We arranged a remortgage that:

  • Consolidated £19,730.61 of unsecured debt into the mortgage.
  • Released additional equity for planned home improvements.
  • Maintained their existing lower-interest loans (as these were affordable and well-structured).

It is important to note that consolidating unsecured debts into a mortgage means:

  • The debt becomes secured against the property.
  • Interest may be paid over a longer term.
  • The overall repayment cost can increase.

In this case, over the full mortgage term, they would repay approximately £2.97 for every £1 borrowed, equating to around £58,599.91 for the consolidated amount if held for the entire term. This shows how debt consolidation remortgage plans could affect your long-term repayment totals.

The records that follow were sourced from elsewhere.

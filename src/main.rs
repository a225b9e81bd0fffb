mod error;
mod input;
mod primitives;
mod scene;
mod shaders;
mod types;
mod window;

use std::error::Error;

use input::{Action, InputState, Key, MouseButton};
use miniquad::{conf, Context, EventHandler, KeyCode, KeyMods, PassAction};
use scene::{Scene, CLEAR_COLOR};

/// The window title.
const WINDOW_TITLE: &str = "OpenGL experiment";

/// The window width.
const WINDOW_WIDTH: i32 = 1280;

/// The window height.
const WINDOW_HEIGHT: i32 = 720;

/// The event handler that owns the input state and the scene, and renders them via miniquad.
pub struct Stage {
    input: InputState,
    scene: Scene,
}

impl Stage {
    pub fn new(ctx: &mut Context) -> Result<Stage, Box<dyn Error>> {
        let (width, height) = ctx.screen_size();
        let input = InputState::new((width as i32, height as i32));

        let scene = Scene::new(ctx)?;

        Ok(Stage {
            input,
            scene,
        })
    }

    fn key_event(&mut self, ctx: &mut Context, keycode: KeyCode, action: Action) {
        log::trace!("Key {keycode:?} {action:?}");

        match Key::try_from(keycode) {
            Ok(key) => self.input.on_key(key, action, ctx),
            Err(err) => log::warn!("Ignoring key event: {err}"),
        }
    }

    fn mouse_button_event(&mut self, button: miniquad::MouseButton, action: Action) {
        log::trace!("Mouse button {button:?} {action:?}");

        if let Some(button) = MouseButton::from_miniquad(button) {
            self.input.on_mouse_button(button, action);
        }
    }
}

impl EventHandler for Stage {
    fn update(&mut self, _ctx: &mut Context) {
        // All of this frame's callbacks have been delivered by now.
        if self.input.any_key_pressed() {
            log::debug!("Key pressed with cursor at {:?} in {:?} window",
                self.input.cursor(), self.input.window_size());
        }

        self.scene.update(&self.input);
        self.input.advance_frame();
    }

    fn draw(&mut self, ctx: &mut Context) {
        let (r, g, b, a) = CLEAR_COLOR;
        ctx.begin_default_pass(PassAction::clear_color(r, g, b, a));

        self.scene.draw(ctx);

        ctx.end_render_pass();
        ctx.commit_frame();
    }

    fn resize_event(&mut self, ctx: &mut Context, width: f32, height: f32) {
        self.input.on_window_resize(width as i32, height as i32, ctx);
    }

    fn key_down_event(&mut self, ctx: &mut Context, keycode: KeyCode, _keymods: KeyMods, repeat: bool) {
        let action = if repeat { Action::Repeat } else { Action::Press };
        self.key_event(ctx, keycode, action);
    }

    fn key_up_event(&mut self, ctx: &mut Context, keycode: KeyCode, _keymods: KeyMods) {
        self.key_event(ctx, keycode, Action::Release);
    }

    fn mouse_button_down_event(&mut self, _ctx: &mut Context, button: miniquad::MouseButton, _x: f32, _y: f32) {
        self.mouse_button_event(button, Action::Press);
    }

    fn mouse_button_up_event(&mut self, _ctx: &mut Context, button: miniquad::MouseButton, _x: f32, _y: f32) {
        self.mouse_button_event(button, Action::Release);
    }

    fn mouse_motion_event(&mut self, _ctx: &mut Context, x: f32, y: f32) {
        self.input.on_cursor_move(x, y);
    }

    fn mouse_wheel_event(&mut self, _ctx: &mut Context, _x: f32, y: f32) {
        log::trace!("Scroll {y}");
        self.input.on_scroll(y);
    }
}

fn main() {
    // Initialize logging.
    env_logger::init();
    log::info!("Hello! Tab switches layout, space or right click toggles wireframe, scroll zooms");

    // Create window config.
    let config = conf::Conf {
        window_title: WINDOW_TITLE.to_owned(),
        window_width: WINDOW_WIDTH,
        window_height: WINDOW_HEIGHT,
        window_resizable: true,
        ..Default::default()
    };

    miniquad::start(config, |mut ctx| {
        match Stage::new(&mut ctx) {
            Ok(stage) => Box::new(stage),
            Err(err) => {
                log::error!("Failed to create stage: {err}");
                std::process::exit(1);
            }
        }
    });
}
use thiserror::Error;

use crate::input::KEY_COUNT;

/// Errors that can come out of the sandbox.
#[derive(Debug, Error, PartialEq)]
pub enum Error {
    /// A raw key code was outside the range of the key table.
    #[error("key code {code} is outside the supported range 0..{max}", max = KEY_COUNT)]
    KeyOutOfRange { code: u16 },

    /// A shader program failed to compile or link.
    #[error("failed to build shader program `{name}`: {message}")]
    Shader { name: &'static str, message: String },
}
//! Configuration management for AlertDispatch
//!
//! The main `Config` is layered with `figment`: built-in defaults, an
//! optional `alertdispatch.toml`, `ALERTDISPATCH_*` environment variables and
//! finally command-line arguments. Receivers live in separate YAML files in
//! the Alertmanager `receivers:` layout.

use crate::cli::Cli;
use crate::receiver::{ChannelKind, ReceiverConfig};
use crate::template::Template;
use anyhow::{bail, Context, Result};
use figment::{
    providers::{Env, Format, Serialized, Toml},
    Figment,
};
use serde::{Deserialize, Serialize};
use std::collections::{BTreeMap, HashSet};
use std::fs;
use std::path::PathBuf;

/// The main configuration struct for the application.
#[derive(Debug, Deserialize, Serialize, Clone, PartialEq)]
pub struct Config {
    /// The logging level for the application.
    pub log_level: String,
    /// Base URL used in links back to the alerting UI.
    pub external_url: String,
    /// Named template definitions made available to every channel.
    #[serde(default)]
    pub templates: BTreeMap<String, String>,
    /// YAML files containing a `receivers:` list.
    #[serde(default)]
    pub receiver_files: Vec<PathBuf>,
    /// Channel types built by a dedicated builder instead of the default one.
    #[serde(default)]
    pub overrides: Vec<ChannelKind>,
}

/// Layout of a receiver file.
#[derive(Debug, Deserialize)]
struct ReceiverFile {
    #[serde(default)]
    receivers: Vec<ReceiverConfig>,
}

impl Config {
    /// Loads the application configuration by layering every source.
    pub fn load(cli: &Cli) -> Result<Self> {
        let mut figment = Figment::new().merge(Serialized::defaults(Config::default()));
        if let Some(path) = &cli.config {
            figment = figment.merge(Toml::file(path));
        }
        let config: Config = figment
            // e.g. ALERTDISPATCH_LOG_LEVEL=debug
            .merge(Env::prefixed("ALERTDISPATCH_"))
            .merge(cli.clone())
            .extract()?;
        Ok(config)
    }

    /// Reads every receiver file, in order.
    pub fn load_receivers(&self) -> Result<Vec<ReceiverConfig>> {
        let mut receivers = Vec::new();
        for path in &self.receiver_files {
            let content = fs::read_to_string(path)
                .with_context(|| format!("Failed to read receiver file: {}", path.display()))?;
            let file: ReceiverFile = serde_yml::from_str(&content).with_context(|| {
                format!("Failed to parse YAML from receiver file: {}", path.display())
            })?;
            receivers.extend(file.receivers);
        }

        let mut seen = HashSet::new();
        for receiver in &receivers {
            if !seen.insert(receiver.name.as_str()) {
                bail!("Duplicate receiver name: {:?}", receiver.name);
            }
        }
        Ok(receivers)
    }

    /// The template handle shared by every integration.
    pub fn template(&self) -> Template {
        Template::new(&self.external_url).with_definitions(self.templates.clone())
    }
}

impl Default for Config {
    fn default() -> Self {
        Self {
            log_level: "info".to_string(),
            external_url: "http://localhost:9093".to_string(),
            templates: BTreeMap::new(),
            receiver_files: vec![],
            overrides: vec![ChannelKind::MsTeamsV2],
        }
    }
}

We clearly advised that consolidating debts with shorter remaining terms can significantly increase long-term interest. However, after reviewing all options — including selling the property, reducing lifestyle costs, or seeking alternative credit — the clients confirmed this approach best suited their priorities. For anyone weighing up whether a debt consolidation remortgage is suitable, careful review of all possible solutions is vital.

The Results: Immediate Cash Flow Improvement

While the long-term cost is higher, the short- to medium-term benefits were significant. This is why debt consolidation remortgage strategies are appealing to those seeking immediate improvement in cash flow.

By completing the remortgage to clear debt, the couple:

  • Increased their monthly disposable income by approximately £419.76.
  • Cleared high-interest credit cards charging up to 35% APR.
  • Simplified multiple payments into one structured mortgage payment.
  • Released funds for home improvements without additional unsecured borrowing.
  • Improved overall financial stability.

With stable income restored and no plans for further borrowing, they felt confident they would not rebuild the cleared balances. A debt consolidation remortgage can give homeowners peace of mind about future finances.

Why Not Use a Secured Loan Instead?

We also explored alternatives such as a secured loan. However:

  • Mortgage rates were more competitive.
  • The remortgage provided greater long-term flexibility.
  • It aligned better with their broader financial plans.

For clients asking, can you remortgage to consolidate debt? — the answer is yes, subject to affordability, equity, and lender criteria. This reinforces that debt consolidation remortgage options are available for suitable applicants.

Client Feedback

“Clearing the credit cards gives us a fresh financial start. The immediate increase in disposable income is more important to us right now than the higher long-term cost. Our income is stable again, and we feel much more in control.” This positive outcome highlights how a debt consolidation remortgage can boost financial confidence.

Important Considerations with a Debt Consolidation Mortgage

  • You may pay more interest overall if the term is extended.
  • Your home is at risk if you fail to keep up repayments.
  • Small balances (under £1,000) or debts with less than two years remaining may be cheaper to clear separately.
  • If new unsecured debts are built up later, future remortgage options could be limited.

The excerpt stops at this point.